Hercules Magusanus (Rheinisches Landesmuseum, Bonn)

Hercules Magusanus geldt als een van de belangrijkste goden van de Bataven. Dat zegt althans iedereen, maar er zijn haken en ogen. Dat iets goed is gedocumenteerd, wil vanzelfsprekend niet zeggen dat het belangrijk was. Maar na deze en nog wat andere kentheoretische slagen om de arm, moeten we maar denken dat Hercules Magusanus een belangrijke Bataafse godheid is geweest.

Hercules Magusanus

Toen ik u in december uitnodigde voor de oudejaarsvragen, kreeg ik voor het eerst de vraag voorgelegd waar Magusa lag. De normale lezing van “Hercules Magusanus” is immers dat het de halfgod Hercules was, zoals die werd vereerd met de rituelen van Magusa. De vraag verbaasde me omdat ik niet beter wist dan dat Hercules Magusanus een zogeheten syncretisme was: twee goden die aan elkaar werden gelijkgesteld, zoals Apollo Grannus en Mars Lenus. Dat ik niet beter wist, betekent natuurlijk niet dat Hercules Magusanus ook werkelijk een syncretisme was. Er zijn volop goden die een plaatsnaam hebben als bijnaam. Zo is Hercules Deusoniensis de Hercules van Deuso. Kortom, het was een goede vraag.

Ik wist het antwoord niet en de twijfel was gaan knagen. In mei las ik op de website van het Rijksmuseum van Oudheden…

Hercules Magusanus was de belangrijkste god van de inheemse stam der Bataven. Door de Romeinen werd hij gelijkgesteld met Hercules.

… en mijn eerste vraag was hoe het museum zo zeker wist dat Hercules Magusanus een syncretisme was. De geciteerde uitleg was overigens die bij onderstaande inscriptie uit Ruimel, die ik online raadpleegde omdat ik net de mooie replica had gezien in het museum in Halder.

Magusanus Hercules op de inscriptie uit Ruimel (Rijksmuseum van Oudheden, Leiden)

Vervolgens attendeerde een bevriende archeologe me op precies hetzelfde probleem en daarna las ik dat van dat syncretisme ook nog eens in de komende synthese over de Romeinse Lage Landen van Robert Nouwen. Bepaald niet de geringste autoriteit.

Ik informeerde bij Nouwen en bij enkele andere deskundigen, die wat literatuur achter de betaalmuren vandaan haalden – dank! – en ik leerde van alles. Bijvoorbeeld dat Magusanus een belangrijke rol speelde bij de Bataafse identiteitsvorming. Ik ga nog eens op deze stof terugkomen, want ik heb inmiddels genoeg bijgeleerd voor wel tien blogjes. Maar een antwoord vond ik niet: Hercules Magusanus kan de Hercules van Magusa zijn en een syncretisme.

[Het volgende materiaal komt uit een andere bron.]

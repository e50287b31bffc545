use std::collections::BTreeMap;

use sqlx::Row;

use rfpdesk_core::audit::{AuditCategory, AuditEvent, AuditOutcome};
use rfpdesk_core::domain::session::SessionId;
use rfpdesk_core::domain::template::TemplateId;
use rfpdesk_core::domain::vendor::VendorId;

use super::{decode_error, decode_time, encode_time, AuditEventRepository, RepositoryError};
use crate::DbPool;

pub struct SqlAuditEventRepository {
    pool: DbPool,
}

impl SqlAuditEventRepository {
    pub fn new(pool: DbPool) -> Self {
        Self { pool }
    }
}

fn row_to_event(row: &sqlx::sqlite::SqliteRow) -> Result<AuditEvent, RepositoryError> {
    let session_id: Option<String> = row.try_get("session_id").map_err(decode_error)?;
    let template_id: Option<String> = row.try_get("template_id").map_err(decode_error)?;
    let vendor_id: Option<i64> = row.try_get("vendor_id").map_err(decode_error)?;
    let category: String = row.try_get("category").map_err(decode_error)?;
    let outcome: String = row.try_get("outcome").map_err(decode_error)?;
    let metadata_json: String = row.try_get("metadata_json").map_err(decode_error)?;
    let occurred_at: String = row.try_get("occurred_at").map_err(decode_error)?;

    let metadata = serde_json::from_str::<BTreeMap<String, String>>(&metadata_json)
        .map_err(|error| RepositoryError::Decode(format!("audit_event.metadata_json: {error}")))?;

    Ok(AuditEvent {
        event_id: row.try_get("id").map_err(decode_error)?,
        session_id: session_id.map(SessionId),
        template_id: template_id.map(TemplateId),
        vendor_id: vendor_id.map(VendorId),
        correlation_id: row.try_get("correlation_id").map_err(decode_error)?,
        event_type: row.try_get("event_type").map_err(decode_error)?,
        category: AuditCategory::parse(&category).ok_or_else(|| {
            RepositoryError::Decode(format!("unknown audit category `{category}`"))
        })?,
        actor: row.try_get("actor").map_err(decode_error)?,
        outcome: AuditOutcome::parse(&outcome)
            .ok_or_else(|| RepositoryError::Decode(format!("unknown audit outcome `{outcome}`")))?,
        metadata,
        occurred_at: decode_time("audit_event.occurred_at", &occurred_at)?,
    })
}

#[async_trait::async_trait]
impl AuditEventRepository for SqlAuditEventRepository {
    async fn append(&self, event: AuditEvent) -> Result<(), RepositoryError> {
        let metadata_json = serde_json::to_string(&event.metadata)
            .map_err(|error| RepositoryError::Decode(error.to_string()))?;

        sqlx::query(
            "INSERT INTO audit_event (id, session_id, template_id, vendor_id, correlation_id,
                                      event_type, category, actor, outcome, metadata_json,
                                      occurred_at)
             VALUES (?, ?, ?, ?, ?, ?, ?, ?, ?, ?, ?)",
        )
        .bind(&event.event_id)
        .bind(event.session_id.as_ref().map(|id| id.0.as_str()))
        .bind(event.template_id.as_ref().map(|id| id.0.as_str()))
        .bind(event.vendor_id.map(|id| id.0))
        .bind(&event.correlation_id)
        .bind(&event.event_type)
        .bind(event.category.as_str())
        .bind(&event.actor)
        .bind(event.outcome.as_str())
        .bind(&metadata_json)
        .bind(encode_time(&event.occurred_at))
        .execute(&self.pool)
        .await?;
        Ok(())
    }

    async fn list_for_template(
        &self,
        template_id: &TemplateId,
    ) -> Result<Vec<AuditEvent>, RepositoryError> {
        let rows = sqlx::query(
            "SELECT id, session_id, template_id, vendor_id, correlation_id, event_type, category,
                    actor, outcome, metadata_json, occurred_at
             FROM audit_event WHERE template_id = ? ORDER BY occurred_at ASC, id ASC",
        )
        .bind(&template_id.0)
        .fetch_all(&self.pool)
        .await?;

        rows.iter().map(row_to_event).collect()
    }
}

#[cfg(test)]
mod tests {
    use rfpdesk_core::audit::{AuditCategory, AuditContext, AuditEvent, AuditOutcome};
    use rfpdesk_core::domain::template::TemplateId;
    use rfpdesk_core::domain::vendor::VendorId;

    use super::SqlAuditEventRepository;
    use crate::repositories::AuditEventRepository;
    use crate::{connect_with_settings, migrations};

    #[tokio::test]
    async fn appended_events_are_listed_per_template() {
        let pool = connect_with_settings("sqlite::memory:", 1, 30).await.expect("connect");
        migrations::run_pending(&pool).await.expect("migrations");
        let repo = SqlAuditEventRepository::new(pool);

        let template_id = TemplateId("T-1".to_string());
        let context =
            AuditContext::for_template(template_id.clone(), "req-1", "api").with_vendor(VendorId(4));
        let event =
            AuditEvent::from_context(&context, "dispatch.sent", AuditCategory::Dispatch, AuditOutcome::Success)
                .with_metadata("thread_id", "thr-9");
        let unrelated = AuditEvent::new(
            "req-2",
            "system.started",
            AuditCategory::System,
            "cli",
            AuditOutcome::Success,
        );

        repo.append(event.clone()).await.expect("append");
        repo.append(unrelated).await.expect("append unrelated");

        let listed = repo.list_for_template(&template_id).await.expect("list");
        assert_eq!(listed.len(), 1);
        assert_eq!(listed[0].event_id, event.event_id);
        assert_eq!(listed[0].vendor_id, Some(VendorId(4)));
        assert_eq!(listed[0].metadata.get("thread_id").map(String::as_str), Some("thr-9"));
        assert_eq!(listed[0].outcome, AuditOutcome::Success);
    }
}
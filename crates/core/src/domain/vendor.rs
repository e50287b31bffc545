use std::fmt;

use rust_decimal::Decimal;
use serde::{Deserialize, Serialize};

/// Vendor directory id. Numeric so that rank tie-breaks order naturally.
#[derive(Clone, Copy, Debug, PartialEq, Eq, Hash, PartialOrd, Ord, Serialize, Deserialize)]
pub struct VendorId(pub i64);

impl fmt::Display for VendorId {
    fn fmt(&self, f: &mut fmt::Formatter<'_>) -> fmt::Result {
        write!(f, "{}", self.0)
    }
}

/// Contact projection read from the vendor directory.
#[derive(Clone, Debug, PartialEq, Eq, Serialize, Deserialize)]
pub struct VendorContact {
    pub name: String,
    pub email: String,
    pub phone: Option<String>,
    pub company: Option<String>,
    pub address: Option<String>,
}

/// Reputation inputs for the quality policy.
#[derive(Clone, Debug, PartialEq, Eq, Serialize, Deserialize)]
pub struct VendorAttributes {
    pub email_verified: bool,
    pub phone_verified: bool,
    pub business_verified: bool,
    /// 0..=5
    pub overall_rating: Decimal,
    /// Percentage, 0..=100
    pub on_time_delivery_rate: Decimal,
}

impl Default for VendorAttributes {
    fn default() -> Self {
        Self {
            email_verified: false,
            phone_verified: false,
            business_verified: false,
            overall_rating: Decimal::ZERO,
            on_time_delivery_rate: Decimal::ZERO,
        }
    }
}

#[derive(Clone, Debug, PartialEq, Eq, Serialize, Deserialize)]
pub struct VendorProfile {
    pub id: VendorId,
    pub contact: VendorContact,
    pub attributes: VendorAttributes,
}
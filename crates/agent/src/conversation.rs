use std::str::FromStr;
use std::sync::Arc;

use async_trait::async_trait;
use chrono::NaiveDate;
use rust_decimal::Decimal;
use serde_json::{json, Value};
use tracing::warn;

use rfpdesk_core::collaborators::{CollaboratorError, ExtractionResult, ExtractionService};
use rfpdesk_core::domain::session::{ChatTurn, DraftFields, TurnRole};

use crate::llm::{extract_json_object, unavailable, LlmClient};

/// Draft fields the rule-based extractor knows how to fill.
pub const KNOWN_FIELDS: [&str; 6] =
    ["item", "quantity", "budget", "currency", "deadline", "delivery_location"];

const STOP_WORDS: [&str; 21] = [
    "by", "before", "with", "under", "for", "budget", "within", "to", "deliver", "delivered",
    "delivery", "at", "in", "on", "and", "due", "deadline", "ship", "shipped", "is", "asap",
];

const TIMELINE_PHRASES: [&str; 10] = [
    "asap",
    "this week",
    "next week",
    "end of month",
    "this month",
    "next month",
    "this quarter",
    "next quarter",
    "end of year",
    "next year",
];

/// Deterministic extraction: labelled `field: value` lines first, then free-text cues.
#[derive(Clone, Debug)]
pub struct RuleBasedDraftExtractor {
    required_fields: Vec<String>,
}

impl RuleBasedDraftExtractor {
    pub fn new(required_fields: Vec<String>) -> Self {
        Self { required_fields }
    }

    /// Fields mentioned in one message. Nothing here knows about earlier turns.
    pub fn extract_fields(&self, text: &str) -> DraftFields {
        let mut fields = labelled_fields(text);
        let tokens = tokenize(text);

        let budget = find_budget(&tokens);
        if let Some(found) = &budget {
            set_if_absent(&mut fields, "budget", json!(found.amount.normalize().to_string()));
            if let Some(currency) = &found.currency {
                set_if_absent(&mut fields, "currency", json!(currency));
            }
        }
        if let Some(currency) = tokens.iter().find_map(|token| currency_code(&token.lower)) {
            set_if_absent(&mut fields, "currency", json!(currency));
        }

        let skip = budget.as_ref().map(|found| found.index);
        if let Some((quantity, item)) = find_quantity_and_item(&tokens, skip) {
            set_if_absent(&mut fields, "quantity", json!(quantity));
            if let Some(item) = item {
                set_if_absent(&mut fields, "item", json!(item));
            }
        }
        if let Some(deadline) = find_deadline(&tokens) {
            set_if_absent(&mut fields, "deadline", json!(deadline));
        }
        if let Some(location) = find_delivery_location(&tokens) {
            set_if_absent(&mut fields, "delivery_location", json!(location));
        }
        fields
    }

    fn reply(&self, draft: &DraftFields, missing: &[String]) -> String {
        if missing.is_empty() {
            let summary = self
                .required_fields
                .iter()
                .filter_map(|field| draft.get(field).map(|value| format!("{} {}", label(field), display(value))))
                .collect::<Vec<_>>();
            return format!(
                "Thanks, I have everything needed for this RFP ({}). Submit when you are ready and I will draft the vendor email.",
                summary.join(", ")
            );
        }
        let labels = missing.iter().map(|field| label(field)).collect::<Vec<_>>();
        format!("Got it. I still need the {} before I can draft the RFP.", join_natural(&labels))
    }
}

#[async_trait]
impl ExtractionService for RuleBasedDraftExtractor {
    async fn extract(
        &self,
        turns: &[ChatTurn],
        draft: &DraftFields,
    ) -> Result<ExtractionResult, CollaboratorError> {
        let mut draft = draft.clone();
        if let Some(latest) = turns.iter().rev().find(|turn| turn.role == TurnRole::User) {
            for (field, value) in self.extract_fields(&latest.text).iter() {
                draft.insert(field.clone(), value.clone());
            }
        }
        let missing_fields = draft.missing(&self.required_fields);
        Ok(ExtractionResult {
            assistant_reply: self.reply(&draft, &missing_fields),
            draft,
            missing_fields,
        })
    }
}

/// Model-backed extraction. The reply must carry
/// `{assistant_reply, updated_json, missing_fields}`; prose around it is ignored.
pub struct LlmDraftExtractor {
    llm: Arc<dyn LlmClient>,
    required_fields: Vec<String>,
}

impl LlmDraftExtractor {
    pub fn new(llm: Arc<dyn LlmClient>, required_fields: Vec<String>) -> Self {
        Self { llm, required_fields }
    }

    fn prompt(&self, turns: &[ChatTurn], draft: &DraftFields) -> String {
        let conversation = turns
            .iter()
            .map(|turn| format!("{}: {}", turn.role.as_str(), turn.text))
            .collect::<Vec<_>>()
            .join("\n");
        let draft_json =
            serde_json::to_string_pretty(&draft.to_value()).unwrap_or_else(|_| "{}".to_string());
        format!(
            "You help a procurement buyer assemble a request for proposal.\n\
             Conversation so far:\n{conversation}\n\n\
             Current draft (JSON):\n{draft_json}\n\n\
             Required fields: {required}\n\
             Reply with exactly one JSON object of the form\n\
             {{\"assistant_reply\": \"...\", \"updated_json\": {{...}}, \"missing_fields\": [\"...\"]}}\n\
             updated_json must hold the whole draft, including fields already known.\n\
             Ask for the missing required fields in assistant_reply.",
            required = self.required_fields.join(", ")
        )
    }
}

#[async_trait]
impl ExtractionService for LlmDraftExtractor {
    async fn extract(
        &self,
        turns: &[ChatTurn],
        draft: &DraftFields,
    ) -> Result<ExtractionResult, CollaboratorError> {
        let raw = self.llm.complete(&self.prompt(turns, draft)).await.map_err(unavailable)?;
        let Some(parsed) = extract_json_object(&raw) else {
            warn!(event_name = "agent.extraction.unparsed", "model reply carried no json object");
            return Err(CollaboratorError::Rejected("model reply carried no JSON object".to_string()));
        };

        let mut updated = draft.clone();
        if let Some(Value::Object(fields)) = parsed.get("updated_json") {
            for (field, value) in fields {
                updated.insert(field.clone(), value.clone());
            }
        }

        let mut missing_fields = updated.missing(&self.required_fields);
        if let Some(Value::Array(listed)) = parsed.get("missing_fields") {
            for field in listed.iter().filter_map(Value::as_str) {
                if !updated.is_met(field) && !missing_fields.iter().any(|known| known == field) {
                    missing_fields.push(field.to_string());
                }
            }
        }

        let assistant_reply = parsed
            .get("assistant_reply")
            .and_then(Value::as_str)
            .filter(|reply| !reply.trim().is_empty())
            .unwrap_or("Noted. Tell me more about the request.")
            .to_string();
        Ok(ExtractionResult { assistant_reply, draft: updated, missing_fields })
    }
}

#[derive(Clone, Debug)]
struct Token {
    original: String,
    lower: String,
}

fn tokenize(text: &str) -> Vec<Token> {
    text.split_whitespace()
        .map(|raw| raw.trim_matches(|c: char| matches!(c, ',' | ';' | ':' | '!' | '?' | '(' | ')' | '"')))
        .map(|raw| raw.trim_end_matches('.'))
        .filter(|raw| !raw.is_empty())
        .map(|raw| Token { original: raw.to_string(), lower: raw.to_lowercase() })
        .collect()
}

fn labelled_fields(text: &str) -> DraftFields {
    let mut fields = DraftFields::new();
    for line in text.lines() {
        let Some((label, value)) = line.split_once(':') else {
            continue;
        };
        let value = value.trim();
        if value.is_empty() {
            continue;
        }
        let Some(field) = field_for_label(label) else {
            continue;
        };
        match field {
            "budget" => {
                let tokens = tokenize(value);
                match tokens.iter().find_map(|token| parse_money(&token.lower)) {
                    Some((amount, symbol_currency)) => {
                        fields.insert("budget", json!(amount.normalize().to_string()));
                        let currency = symbol_currency
                            .or_else(|| tokens.iter().find_map(|token| currency_code(&token.lower)));
                        if let Some(currency) = currency {
                            set_if_absent(&mut fields, "currency", json!(currency));
                        }
                    }
                    None => fields.insert("budget", json!(value)),
                }
            }
            "quantity" => match value.replace(',', "").parse::<u64>() {
                Ok(quantity) => fields.insert("quantity", json!(quantity)),
                Err(_) => fields.insert("quantity", json!(value)),
            },
            "currency" => {
                let code = currency_code(&value.to_lowercase()).unwrap_or(value);
                fields.insert("currency", json!(code.to_uppercase()));
            }
            other => fields.insert(other, json!(value)),
        }
    }
    fields
}

fn field_for_label(label: &str) -> Option<&'static str> {
    let normalized = label.trim().to_lowercase().replace(['_', '-'], " ");
    let field = match normalized.as_str() {
        "item" | "items" | "product" | "products" => "item",
        "quantity" | "qty" | "units" => "quantity",
        "budget" | "max budget" => "budget",
        "currency" => "currency",
        "deadline" | "due" | "due date" | "delivery date" | "needed by" => "deadline",
        "delivery location" | "location" | "deliver to" | "ship to" | "address" => "delivery_location",
        _ => return None,
    };
    Some(field)
}

struct BudgetMatch {
    index: usize,
    amount: Decimal,
    currency: Option<String>,
}

fn find_budget(tokens: &[Token]) -> Option<BudgetMatch> {
    let context = ["budget", "under", "below", "max", "maximum", "within", "spend", "cap", "upto"];
    tokens.iter().enumerate().find_map(|(index, token)| {
        let has_symbol = token.lower.starts_with(['$', '€', '£', '₹']);
        let in_context = tokens[index.saturating_sub(3)..index]
            .iter()
            .any(|previous| context.contains(&previous.lower.as_str()));
        if !has_symbol && !in_context {
            return None;
        }
        let (amount, symbol_currency) = parse_money(&token.lower)?;
        let currency = symbol_currency
            .or_else(|| tokens.get(index + 1).and_then(|next| currency_code(&next.lower)));
        Some(BudgetMatch { index, amount, currency: currency.map(str::to_string) })
    })
}

/// `$15k`, `15,000`, `€1.2m`. The currency comes back only when a symbol carried it.
pub(crate) fn parse_money(token: &str) -> Option<(Decimal, Option<&'static str>)> {
    let (symbol_currency, rest) = match token.chars().next()? {
        '$' => (Some("USD"), &token[1..]),
        '€' => (Some("EUR"), &token['€'.len_utf8()..]),
        '£' => (Some("GBP"), &token['£'.len_utf8()..]),
        '₹' => (Some("INR"), &token['₹'.len_utf8()..]),
        _ => (None, token),
    };
    let rest = rest.replace(',', "");
    let (number, multiplier) = if let Some(prefix) = rest.strip_suffix('k') {
        (prefix.to_string(), Decimal::from(1_000))
    } else if let Some(prefix) = rest.strip_suffix('m') {
        (prefix.to_string(), Decimal::from(1_000_000))
    } else {
        (rest, Decimal::ONE)
    };
    if !number.chars().any(|c| c.is_ascii_digit()) {
        return None;
    }
    let amount = Decimal::from_str(&number).ok()?.checked_mul(multiplier)?;
    (amount > Decimal::ZERO).then_some((amount, symbol_currency))
}

/// ISO code for a currency code or word, if the token is one.
pub(crate) fn currency_code(token: &str) -> Option<&'static str> {
    let code = match token {
        "usd" | "dollar" | "dollars" | "us$" => "USD",
        "eur" | "euro" | "euros" => "EUR",
        "gbp" | "pound" | "pounds" => "GBP",
        "inr" | "rupee" | "rupees" | "rs" => "INR",
        "cad" => "CAD",
        "aud" => "AUD",
        "jpy" | "yen" => "JPY",
        _ => return None,
    };
    Some(code)
}

fn find_quantity_and_item(tokens: &[Token], skip: Option<usize>) -> Option<(u64, Option<String>)> {
    tokens.iter().enumerate().find_map(|(index, token)| {
        if Some(index) == skip || token.lower.starts_with(['$', '€', '£', '₹']) {
            return None;
        }
        let quantity = token.lower.replace(',', "").parse::<u64>().ok()?;
        let next = tokens.get(index + 1)?;
        if currency_code(&next.lower).is_some() || STOP_WORDS.contains(&next.lower.as_str()) {
            return None;
        }

        let mut start = index + 1;
        if tokens.get(index + 2).is_some_and(|of| of.lower == "of") {
            start = index + 3;
        }
        let item = tokens[start.min(tokens.len())..]
            .iter()
            .take_while(|word| !STOP_WORDS.contains(&word.lower.as_str()))
            .take(6)
            .map(|word| word.original.as_str())
            .collect::<Vec<_>>();
        Some((quantity, (!item.is_empty()).then(|| item.join(" "))))
    })
}

fn find_deadline(tokens: &[Token]) -> Option<String> {
    if let Some(date) = tokens
        .iter()
        .find_map(|token| NaiveDate::parse_from_str(&token.lower, "%Y-%m-%d").ok())
    {
        return Some(date.format("%Y-%m-%d").to_string());
    }

    let lowered = tokens.iter().map(|token| token.lower.as_str()).collect::<Vec<_>>().join(" ");
    if let Some(phrase) = TIMELINE_PHRASES.iter().find(|phrase| lowered.contains(**phrase)) {
        return Some((*phrase).to_string());
    }

    let position = tokens
        .iter()
        .position(|token| matches!(token.lower.as_str(), "by" | "before" | "deadline" | "due"))?;
    let phrase = tokens[position + 1..]
        .iter()
        .take_while(|word| !STOP_WORDS.contains(&word.lower.as_str()))
        .take(4)
        .map(|word| word.original.as_str())
        .collect::<Vec<_>>();
    (!phrase.is_empty()).then(|| phrase.join(" "))
}

fn find_delivery_location(tokens: &[Token]) -> Option<String> {
    let position = tokens.windows(2).position(|pair| {
        matches!(pair[0].lower.as_str(), "deliver" | "delivered" | "delivery" | "ship" | "shipped")
            && matches!(pair[1].lower.as_str(), "to" | "at")
    })?;
    let place = tokens[position + 2..]
        .iter()
        .take_while(|word| {
            !matches!(word.lower.as_str(), "by" | "before" | "with" | "budget" | "within" | "and" | "for")
        })
        .take(5)
        .map(|word| word.original.as_str())
        .collect::<Vec<_>>();
    (!place.is_empty()).then(|| place.join(" "))
}

fn set_if_absent(fields: &mut DraftFields, field: &str, value: Value) {
    if !fields.is_met(field) {
        fields.insert(field, value);
    }
}

pub(crate) fn label(field: &str) -> String {
    field.replace('_', " ")
}

pub(crate) fn display(value: &Value) -> String {
    match value {
        Value::String(text) => text.clone(),
        Value::Array(items) => items.iter().map(display).collect::<Vec<_>>().join(", "),
        Value::Null => String::new(),
        other => other.to_string(),
    }
}

fn join_natural(items: &[String]) -> String {
    match items {
        [] => String::new(),
        [only] => only.clone(),
        [head @ .., last] => format!("{} and {last}", head.join(", ")),
    }
}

Keltische of Germaanse god?

De geleerden die denken aan syncretisme, hebben geprobeerd de tweede naam van een betekenis te voorzien, en die kan Keltisch zijn of Germaans. Ik kende de theorie van keltoloog Lauran Toorians, die attendeert op een inscriptie waarop de godheid Magusenus heet, dus met een /e/, wat hij herleidt tot een combinatie van de Keltische woorden *magus, “jong”, en *senos, “oud”. Je zou kunnen zeggen dat het zoiets betekent als “wijze oude man met de kracht van een jongeman”. Of misschien wel “de oude man wordt weer jong”, wat stomtoevallig ook de betekenis is van Gilgameš.noot Om kwakgeschiedenis proactief de pas af te snijden: de Bataven waren geen Sumeriërs.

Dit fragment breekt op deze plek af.